EXERCISE AIM
Which lines below contain "Нижняя"? Pull them out.

(Stored data)
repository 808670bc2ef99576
use chrono::{DateTime, Utc};
use serde::{Deserialize, Serialize};

use crate::domain::common::{AggregateId, AggregateRoot, AuditMetadata};
use crate::enums::{NumismaticRarity, OptionConservation};
use crate::shared::validation::{FieldError, ValidationErrors, ValidationRules};

// ============================================================================
// ID Type
// ============================================================================

crate::string_aggregate_id!(
    /// Уникальный идентификатор монеты
    CoinId
);

// ============================================================================
// Validation rules
// ============================================================================

const NAME_RULES: ValidationRules = ValidationRules::required().with_max_length(100);
const MATERIAL_RULES: ValidationRules = ValidationRules::required().with_max_length(100);
const YEAR_RULES: ValidationRules = ValidationRules::none().with_min(0.0);
const POSITIVE_RULES: ValidationRules = ValidationRules::none().with_exclusive_min(0.0);
const PRICE_RULES: ValidationRules = ValidationRules::none().with_min(0.0);
const NOTE_RULES: ValidationRules = ValidationRules::none().with_max_length(1000);
const GRADE_RULES: ValidationRules = ValidationRules::required();

// ============================================================================
// Aggregate Root
// ============================================================================

/// Монета (один физический экземпляр коллекции)
#[derive(Debug, Clone, PartialEq, Serialize, Deserialize)]
#[serde(rename_all = "camelCase")]
pub struct Coin {
    pub id: CoinId,
    pub name: String,
    /// Год чеканки
    pub year: i32,
    pub material: String,
    pub weight: f64,
    pub diameter: f64,
    pub height: f64,
    pub price: f64,
    pub conservation_obverse: OptionConservation,
    pub conservation_reverse: OptionConservation,
    /// Степень редкости
    pub degree: NumismaticRarity,
    pub note: Option<String>,
    pub photo_path_obverse: Option<String>,
    pub photo_path_reverse: Option<String>,
    /// Ссылка на коллекцию (целостность не проверяется)
    pub collection_id: Option<String>,

    #[serde(flatten)]
    pub metadata: AuditMetadata,
}

impl Coin {
    /// Создать новую монету для вставки в БД
    ///
    /// `now` используется и для аудита, и для проверки "год не в будущем".
    pub fn new_for_insert(
        dto: CoinDto,
        actor: &str,
        now: DateTime<Utc>,
    ) -> Result<Self, Vec<FieldError>> {
        let grades = dto.validate(now)?;
        Ok(Self {
            id: CoinId::generate(),
            name: dto.name,
            year: dto.year,
            material: dto.material,
            weight: dto.weight,
            diameter: dto.diameter,
            height: dto.height,
            price: dto.price,
            conservation_obverse: grades.conservation_obverse,
            conservation_reverse: grades.conservation_reverse,
            degree: grades.degree,
            note: dto.note,
            photo_path_obverse: dto.photo_path_obverse,
            photo_path_reverse: dto.photo_path_reverse,
            collection_id: dto.collection_id,
            metadata: AuditMetadata::new(actor, now),
        })
    }

    /// Полная замена изменяемых полей из DTO
    ///
    /// ID и `created_*` сохраняются, `updated_*` обновляются.
    /// При ошибке валидации агрегат не меняется.
    pub fn replace_from(
        &mut self,
        dto: CoinDto,
        actor: &str,
        now: DateTime<Utc>,
    ) -> Result<(), Vec<FieldError>> {
        let grades = dto.validate(now)?;
        self.name = dto.name;
        self.year = dto.year;
        self.material = dto.material;
        self.weight = dto.weight;
        self.diameter = dto.diameter;
        self.height = dto.height;
        self.price = dto.price;
        self.conservation_obverse = grades.conservation_obverse;
        self.conservation_reverse = grades.conservation_reverse;
        self.degree = grades.degree;
        self.note = dto.note;
        self.photo_path_obverse = dto.photo_path_obverse;
        self.photo_path_reverse = dto.photo_path_reverse;
        self.collection_id = dto.collection_id;
        self.metadata.touch(actor, now);
        Ok(())
    }

    /// Аудит-информация по монете
    pub fn audit_info(&self) -> CoinAuditInfo {
        CoinAuditInfo {
            id: self.id.clone(),
            name: self.name.clone(),
            created_at: self.metadata.created_at,
            updated_at: self.metadata.updated_at,
            created_by: self.metadata.created_by.clone(),
            updated_by: self.metadata.updated_by.clone(),
        }
    }
}

impl AggregateRoot for Coin {
    type Id = CoinId;

    fn id(&self) -> &Self::Id {
        &self.id
    }

    fn metadata(&self) -> &AuditMetadata {
        &self.metadata
    }

    fn aggregate_index() -> &'static str {
        "a001"
    }

    fn collection_name() -> &'static str {
        "coins"
    }

    fn element_name() -> &'static str {
        "coin"
    }
}

// ============================================================================
// DTO
// ============================================================================

/// Тело запроса на создание/замену монеты
///
/// Отсутствующие поля получают значения по умолчанию и затем
/// отклоняются валидацией (пустое имя, нулевой вес и т.д.).
/// `id` и аудит-поля во входящем JSON игнорируются.
#[derive(Debug, Clone, Default, PartialEq, Serialize, Deserialize)]
#[serde(rename_all = "camelCase", default)]
pub struct CoinDto {
    pub name: String,
    pub year: i32,
    pub material: String,
    pub weight: f64,
    pub diameter: f64,
    pub height: f64,
    pub price: f64,
    pub conservation_obverse: Option<OptionConservation>,
    pub conservation_reverse: Option<OptionConservation>,
    pub degree: Option<NumismaticRarity>,
    pub note: Option<String>,
    pub photo_path_obverse: Option<String>,
    pub photo_path_reverse: Option<String>,
    pub collection_id: Option<String>,
}

/// Обязательные перечисления после успешной валидации
struct ValidatedGrades {
    conservation_obverse: OptionConservation,
    conservation_reverse: OptionConservation,
    degree: NumismaticRarity,
}

impl CoinDto {
    /// Проверить DTO без построения агрегата
    pub fn validate_for(&self, now: DateTime<Utc>) -> Result<(), Vec<FieldError>> {
        self.validate(now).map(|_| ())
    }

    /// Валидация данных. Возвращает все нарушения сразу.
    fn validate(&self, now: DateTime<Utc>) -> Result<ValidatedGrades, Vec<FieldError>> {
        use chrono::Datelike;

        let mut errors = ValidationErrors::new();
        errors.check(NAME_RULES.validate_string(Some(&self.name), "name"));
        errors.check(YEAR_RULES.validate_number(f64::from(self.year), "year"));
        if self.year > now.year() {
            errors.push(FieldError::field("year", "year must not be in the future"));
        }
        errors.check(MATERIAL_RULES.validate_string(Some(&self.material), "material"));
        errors.check(POSITIVE_RULES.validate_number(self.weight, "weight"));
        errors.check(POSITIVE_RULES.validate_number(self.diameter, "diameter"));
        errors.check(POSITIVE_RULES.validate_number(self.height, "height"));
        errors.check(PRICE_RULES.validate_number(self.price, "price"));
        errors.check(
            GRADE_RULES.validate_present(self.conservation_obverse.as_ref(), "conservationObverse"),
        );
        errors.check(
            GRADE_RULES.validate_present(self.conservation_reverse.as_ref(), "conservationReverse"),
        );
        errors.check(GRADE_RULES.validate_present(self.degree.as_ref(), "degree"));
        errors.check(NOTE_RULES.validate_string(self.note.as_deref(), "note"));

        let (Some(conservation_obverse), Some(conservation_reverse), Some(degree)) = (
            self.conservation_obverse,
            self.conservation_reverse,
            self.degree,
        ) else {
            return Err(errors.into_errors());
        };
        errors.into_result()?;

        Ok(ValidatedGrades {
            conservation_obverse,
            conservation_reverse,
            degree,
        })
    }
}

impl From<&Coin> for CoinDto {
    fn from(c: &Coin) -> Self {
        Self {
            name: c.name.clone(),
            year: c.year,
            material: c.material.clone(),
            weight: c.weight,
            diameter: c.diameter,
            height: c.height,
            price: c.price,
            conservation_obverse: Some(c.conservation_obverse),
            conservation_reverse: Some(c.conservation_reverse),
            degree: Some(c.degree),
            note: c.note.clone(),
            photo_path_obverse: c.photo_path_obverse.clone(),
            photo_path_reverse: c.photo_path_reverse.clone(),
            collection_id: c.collection_id.clone(),
        }
    }
}

/// Аудит-информация монеты (`GET /api/coins/{id}/audit`)
#[derive(Debug, Clone, PartialEq, Serialize, Deserialize)]
#[serde(rename_all = "camelCase")]
pub struct CoinAuditInfo {
    pub id: CoinId,
    pub name: String,
    pub created_at: DateTime<Utc>,
    pub updated_at: DateTime<Utc>,
    pub created_by: String,
    pub updated_by: String,
}
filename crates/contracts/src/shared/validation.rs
//! Validation rules for aggregate fields and query parameters

use serde::{Deserialize, Serialize};

/// Нарушение ограничения для одного поля
///
/// Ошибки тела запроса адресуются через `field`, ошибки параметров
/// запроса через `path`. В JSON попадает только заполненный ключ.
#[derive(Debug, Clone, PartialEq, Eq, Serialize, Deserialize)]
pub struct FieldError {
    #[serde(default, skip_serializing_if = "Option::is_none")]
    pub field: Option<String>,
    #[serde(default, skip_serializing_if = "Option::is_none")]
    pub path: Option<String>,
    pub message: String,
}

impl FieldError {
    /// Ошибка поля тела запроса
    pub fn field(name: &str, message: impl Into<String>) -> Self {
        Self {
            field: Some(name.to_string()),
            path: None,
            message: message.into(),
        }
    }

    /// Ошибка параметра запроса
    pub fn path(name: &str, message: impl Into<String>) -> Self {
        Self {
            field: None,
            path: Some(name.to_string()),
            message: message.into(),
        }
    }

    /// Перенести ошибку поля в параметр запроса
    pub fn into_path(self) -> Self {
        Self {
            path: self.field.or(self.path),
            field: None,
            message: self.message,
        }
    }
}

/// Validation rules for a field
/// Copy trait for efficient passing
#[derive(Debug, Clone, Copy, PartialEq, Default)]
pub struct ValidationRules {
    pub required: bool,
    /// Нижняя граница (включительно)
    pub min: Option<f64>,
    /// Нижняя граница (строго больше)
    pub exclusive_min: Option<f64>,
    /// Верхняя граница (включительно)
    pub max: Option<f64>,
    pub max_length: Option<usize>,
}

impl ValidationRules {
    /// Create empty validation rules (all optional, no constraints)
    pub const fn none() -> Self {
        Self {
            required: false,
            min: None,
            exclusive_min: None,
            max: None,
            max_length: None,
        }
    }

    /// Create validation rules for required field
    pub const fn required() -> Self {
        Self {
            required: true,
            ..Self::none()
        }
    }

    pub const fn with_max_length(mut self, max_length: usize) -> Self {
        self.max_length = Some(max_length);
        self
    }

    pub const fn with_min(mut self, min: f64) -> Self {
        self.min = Some(min);
        self
    }

    pub const fn with_exclusive_min(mut self, min: f64) -> Self {
        self.exclusive_min = Some(min);
        self
    }

    pub const fn with_max(mut self, max: f64) -> Self {
        self.max = Some(max);
        self
    }

    /// Validate a string value against the rules
    ///
    /// `None` допустим только для необязательного поля. Длина считается
    /// в символах, а не в байтах.
    pub fn validate_string(&self, value: Option<&str>, field: &str) -> Result<(), FieldError> {
        let value = match value {
            Some(v) => v,
            None if self.required => {
                return Err(FieldError::field(field, format!("{} must not be blank", field)))
            }
            None => return Ok(()),
        };

        if self.required && value.trim().is_empty() {
            return Err(FieldError::field(field, format!("{} must not be blank", field)));
        }

        if let Some(max) = self.max_length {
            if value.chars().count() > max {
                return Err(FieldError::field(
                    field,
                    format!("{} must not exceed {} characters", field, max),
                ));
            }
        }

        Ok(())
    }

    /// Validate a numeric value against min/max rules
    pub fn validate_number(&self, value: f64, field: &str) -> Result<(), FieldError> {
        if value.is_nan() {
            return Err(FieldError::field(field, format!("{} must be a number", field)));
        }

        if let Some(min) = self.exclusive_min {
            if value <= min {
                return Err(FieldError::field(
                    field,
                    format!("{} must be greater than {}", field, min),
                ));
            }
        }

        if let Some(min) = self.min {
            if value < min {
                return Err(FieldError::field(
                    field,
                    format!("{} must be greater than or equal to {}", field, min),
                ));
            }
        }

        if let Some(max) = self.max {
            if value > max {
                return Err(FieldError::field(
                    field,
                    format!("{} must be less than or equal to {}", field, max),
                ));
            }
        }

        Ok(())
    }

    /// Validate a required value that has no "blank" state (enums)
    pub fn validate_present<T>(&self, value: Option<&T>, field: &str) -> Result<(), FieldError> {
        if self.required && value.is_none() {
            return Err(FieldError::field(field, format!("{} must not be null", field)));
        }
        Ok(())
    }
}

/// Накопитель ошибок: проверки не прерываются на первой ошибке
#[derive(Debug, Default)]
pub struct ValidationErrors {
    errors: Vec<FieldError>,
}

impl ValidationErrors {
    pub fn new() -> Self {
        Self::default()
    }

    pub fn check(&mut self, result: Result<(), FieldError>) {
        if let Err(e) = result {
            self.errors.push(e);
        }
    }

    pub fn push(&mut self, error: FieldError) {
        self.errors.push(error);
    }

    pub fn is_empty(&self) -> bool {
        self.errors.is_empty()
    }

    pub fn into_errors(self) -> Vec<FieldError> {
        self.errors
    }

    pub fn into_result(self) -> Result<(), Vec<FieldError>> {
        if self.errors.is_empty() {
            Ok(())
        } else {
            Err(self.errors)
        }
    }
}
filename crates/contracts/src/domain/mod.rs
pub mod a001_coin;
pub mod a002_coin_collection;
pub mod common;
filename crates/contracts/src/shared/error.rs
//! Тела ответов об ошибках (HTTP 400/409)

use serde::{Deserialize, Serialize};

use super::validation::FieldError;

/// Ошибка валидации: список нарушений по полям
///
/// `{"status":400,"error":"Validation failed","errors":[{"field":"name","message":"..."}]}`
#[derive(Debug, Clone, PartialEq, Serialize, Deserialize)]
pub struct ValidationErrorResponse {
    pub status: u16,
    pub error: String,
    pub errors: Vec<FieldError>,
}

/// Ошибка с одним сообщением (недопустимый аргумент, конфликт)
///
/// `{"status":400,"error":"Invalid request","message":"..."}`
#[derive(Debug, Clone, PartialEq, Eq, Serialize, Deserialize)]
pub struct MessageErrorResponse {
    pub status: u16,
    pub error: String,
    pub message: String,
}
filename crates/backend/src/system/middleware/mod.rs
pub mod request_logger;
pub mod error;
pub mod page;
pub mod query;
pub mod validation;
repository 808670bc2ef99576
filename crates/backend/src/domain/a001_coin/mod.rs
pub mod query;
pub mod repository;
pub mod service;
pub mod stats;
use axum::extract::rejection::JsonRejection;
use axum::extract::{Path, State};
use axum::http::StatusCode;
use axum::Json;
use axum_extra::extract::{Query, QueryRejection};
use contracts::domain::a001_coin::stats::{MAX_TOP_LIMIT, TopExpensiveRequest};
use contracts::domain::a001_coin::{
    AdvancedSearchRequest, Coin, CoinAuditInfo, CoinDto, CoinSearchRequest, CoinsByDegreeStats,
    CoinsByMaterialStats, CoinsByYearStats, CoinsSummaryStats,
};
use contracts::shared::page::{Page, PageQuery};
use contracts::shared::validation::{FieldError, ValidationRules};

use super::{json_body, page_request, query_params};
use crate::domain::a001_coin;
use crate::shared::error::ApiError;
use crate::system::state::AppState;

const TOP_LIMIT_RULES: ValidationRules =
    ValidationRules::none().with_min(1.0).with_max(MAX_TOP_LIMIT as f64);

/// GET /api/coins
pub async fn list_all(
    State(state): State<AppState>,
    page: Result<Query<PageQuery>, QueryRejection>,
) -> Result<Json<Page<Coin>>, ApiError> {
    let page = page_request(page)?;
    Ok(Json(a001_coin::service::list_all(&state.db, &page).await?))
}

/// GET /api/coins/:id
pub async fn get_by_id(
    State(state): State<AppState>,
    Path(id): Path<String>,
) -> Result<Json<Coin>, ApiError> {
    a001_coin::service::get_by_id(&state.db, &id)
        .await?
        .map(Json)
        .ok_or(ApiError::NotFound)
}

/// GET /api/coins/:id/audit
pub async fn get_audit_info(
    State(state): State<AppState>,
    Path(id): Path<String>,
) -> Result<Json<CoinAuditInfo>, ApiError> {
    a001_coin::service::get_audit_info(&state.db, &id)
        .await?
        .map(Json)
        .ok_or(ApiError::NotFound)
}

/// GET /api/coins/search?name=&year=
pub async fn search(
    State(state): State<AppState>,
    search: Result<Query<CoinSearchRequest>, QueryRejection>,
    page: Result<Query<PageQuery>, QueryRejection>,
) -> Result<Json<Page<Coin>>, ApiError> {
    let search = query_params(search)?;
    let page = page_request(page)?;
    Ok(Json(
        a001_coin::service::search_coins(&state.db, &search, &page).await?,
    ))
}

/// GET /api/coins/advanced-search
pub async fn advanced_search(
    State(state): State<AppState>,
    search: Result<Query<AdvancedSearchRequest>, QueryRejection>,
    page: Result<Query<PageQuery>, QueryRejection>,
) -> Result<Json<Page<Coin>>, ApiError> {
    let search = query_params(search)?;
    let violations = search.constraint_violations();
    if !violations.is_empty() {
        return Err(ApiError::ConstraintViolation(violations));
    }
    let filter = search.into_filter().map_err(ApiError::InvalidArgument)?;
    let page = page_request(page)?;

    Ok(Json(
        a001_coin::service::advanced_search(&state.db, &filter, &page).await?,
    ))
}

/// POST /api/coins
pub async fn create(
    State(state): State<AppState>,
    payload: Result<Json<CoinDto>, JsonRejection>,
) -> Result<(StatusCode, Json<Coin>), ApiError> {
    let dto = json_body(payload)?;
    let coin = a001_coin::service::create(&state.db, state.auditor.as_ref(), dto).await?;
    Ok((StatusCode::CREATED, Json(coin)))
}

/// PUT /api/coins/:id
pub async fn update(
    State(state): State<AppState>,
    Path(id): Path<String>,
    payload: Result<Json<CoinDto>, JsonRejection>,
) -> Result<Json<Coin>, ApiError> {
    let dto = json_body(payload)?;
    a001_coin::service::update(&state.db, state.auditor.as_ref(), &id, dto)
        .await?
        .map(Json)
        .ok_or(ApiError::NotFound)
}

/// DELETE /api/coins/:id
pub async fn delete(
    State(state): State<AppState>,
    Path(id): Path<String>,
) -> Result<StatusCode, ApiError> {
    a001_coin::service::delete(&state.db, &id).await?;
    Ok(StatusCode::NO_CONTENT)
}

/// GET /api/coins/stats/summary
pub async fn summary_stats(
    State(state): State<AppState>,
) -> Result<Json<CoinsSummaryStats>, ApiError> {
    Ok(Json(a001_coin::service::summary_stats(&state.db).await?))
}

/// GET /api/coins/stats/by-year
pub async fn stats_by_year(
    State(state): State<AppState>,
) -> Result<Json<Vec<CoinsByYearStats>>, ApiError> {
    Ok(Json(a001_coin::service::stats_by_year(&state.db).await?))
}

/// GET /api/coins/stats/by-degree
pub async fn stats_by_degree(
    State(state): State<AppState>,
) -> Result<Json<Vec<CoinsByDegreeStats>>, ApiError> {
    Ok(Json(a001_coin::service::stats_by_degree(&state.db).await?))
}

/// GET /api/coins/stats/by-material
pub async fn stats_by_material(
    State(state): State<AppState>,
) -> Result<Json<Vec<CoinsByMaterialStats>>, ApiError> {
    Ok(Json(a001_coin::service::stats_by_material(&state.db).await?))
}

/// GET /api/coins/stats/top-expensive?limit=
///
/// Лимит вне [1, 100] отклоняется, а не обрезается.
pub async fn top_expensive(
    State(state): State<AppState>,
    request: Result<Query<TopExpensiveRequest>, QueryRejection>,
) -> Result<Json<Vec<Coin>>, ApiError> {
    let limit = query_params(request)?.limit();
    TOP_LIMIT_RULES
        .validate_number(limit as f64, "limit")
        .map_err(|e| ApiError::ConstraintViolation(vec![FieldError::into_path(e)]))?;

    Ok(Json(
        a001_coin::service::top_expensive(&state.db, Some(limit)).await?,
    ))
}
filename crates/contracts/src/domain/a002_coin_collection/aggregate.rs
use chrono::{DateTime, Utc};
use serde::{Deserialize, Serialize};

use crate::domain::common::{AggregateId, AggregateRoot, AuditMetadata};
use crate::shared::validation::{FieldError, ValidationErrors, ValidationRules};

crate::string_aggregate_id!(
    /// Уникальный идентификатор коллекции
    CoinCollectionId
);

const NAME_RULES: ValidationRules = ValidationRules::required().with_max_length(100);
const DESCRIPTION_RULES: ValidationRules = ValidationRules::none().with_max_length(1000);

/// Именованная коллекция монет
///
/// Имя уникально среди всех коллекций (уникальный индекс в БД).
#[derive(Debug, Clone, PartialEq, Serialize, Deserialize)]
#[serde(rename_all = "camelCase")]
pub struct CoinCollection {
    pub id: CoinCollectionId,
    pub name: String,
    pub description: Option<String>,

    #[serde(flatten)]
    pub metadata: AuditMetadata,
}

impl CoinCollection {
    /// Создать новую коллекцию для вставки в БД
    pub fn new_for_insert(
        dto: CoinCollectionDto,
        actor: &str,
        now: DateTime<Utc>,
    ) -> Result<Self, Vec<FieldError>> {
        dto.validate()?;
        Ok(Self {
            id: CoinCollectionId::generate(),
            name: dto.name,
            description: dto.description,
            metadata: AuditMetadata::new(actor, now),
        })
    }

    /// Полная замена изменяемых полей
    pub fn replace_from(
        &mut self,
        dto: CoinCollectionDto,
        actor: &str,
        now: DateTime<Utc>,
    ) -> Result<(), Vec<FieldError>> {
        dto.validate()?;
        self.name = dto.name;
        self.description = dto.description;
        self.metadata.touch(actor, now);
        Ok(())
    }
}

impl AggregateRoot for CoinCollection {
    type Id = CoinCollectionId;

    fn id(&self) -> &Self::Id {
        &self.id
    }

    fn metadata(&self) -> &AuditMetadata {
        &self.metadata
    }

    fn aggregate_index() -> &'static str {
        "a002"
    }

    fn collection_name() -> &'static str {
        "collections"
    }

    fn element_name() -> &'static str {
        "coin_collection"
    }
}

/// Тело запроса на создание/замену коллекции
#[derive(Debug, Clone, Default, PartialEq, Serialize, Deserialize)]
#[serde(rename_all = "camelCase", default)]
pub struct CoinCollectionDto {
    pub name: String,
    pub description: Option<String>,
}

impl CoinCollectionDto {
    pub fn validate(&self) -> Result<(), Vec<FieldError>> {
        let mut errors = ValidationErrors::new();
        errors.check(NAME_RULES.validate_string(Some(&self.name), "name"));
        errors.check(DESCRIPTION_RULES.validate_string(self.description.as_deref(), "description"));
        errors.into_result()
    }
}

#[cfg(test)]
mod tests {
    use super::*;
    use chrono::TimeZone;

    fn now() -> DateTime<Utc> {
        Utc.with_ymd_and_hms(2025, 5, 1, 8, 30, 0).unwrap()
    }

    #[test]
    fn test_create_and_validate() {
        let dto = CoinCollectionDto {
            name: "Regno d'Italia".into(),
            description: Some("1861-1946".into()),
        };
        let collection = CoinCollection::new_for_insert(dto, "system", now()).unwrap();
        assert!(!collection.id.as_str().is_empty());
        assert_eq!(collection.metadata.updated_by, "system");
        assert_eq!(CoinCollection::table_name(), "a002_coin_collection");
    }

    #[test]
    fn test_rejects_blank_name_and_long_description() {
        let dto = CoinCollectionDto {
            name: "".into(),
            description: Some("d".repeat(1001)),
        };
        let errors = CoinCollection::new_for_insert(dto, "system", now()).unwrap_err();
        assert_eq!(errors.len(), 2);
        assert_eq!(errors[0].field.as_deref(), Some("name"));
        assert_eq!(errors[1].message, "description must not exceed 1000 characters");
    }

    #[test]
    fn test_replace_keeps_creation_stamp() {
        let dto = CoinCollectionDto {
            name: "Old".into(),
            description: None,
        };
        let mut collection = CoinCollection::new_for_insert(dto, "alice", now()).unwrap();
        let later = Utc.with_ymd_and_hms(2025, 6, 1, 8, 30, 0).unwrap();
        collection
            .replace_from(
                CoinCollectionDto {
                    name: "New".into(),
                    description: Some("renamed".into()),
                },
                "bob",
                later,
            )
            .unwrap();
        assert_eq!(collection.name, "New");
        assert_eq!(collection.metadata.created_by, "alice");
        assert_eq!(collection.metadata.updated_at, later);
    }
}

ANSWER BELOW
    /// Нижняя граница (включительно)
    /// Нижняя граница (строго больше)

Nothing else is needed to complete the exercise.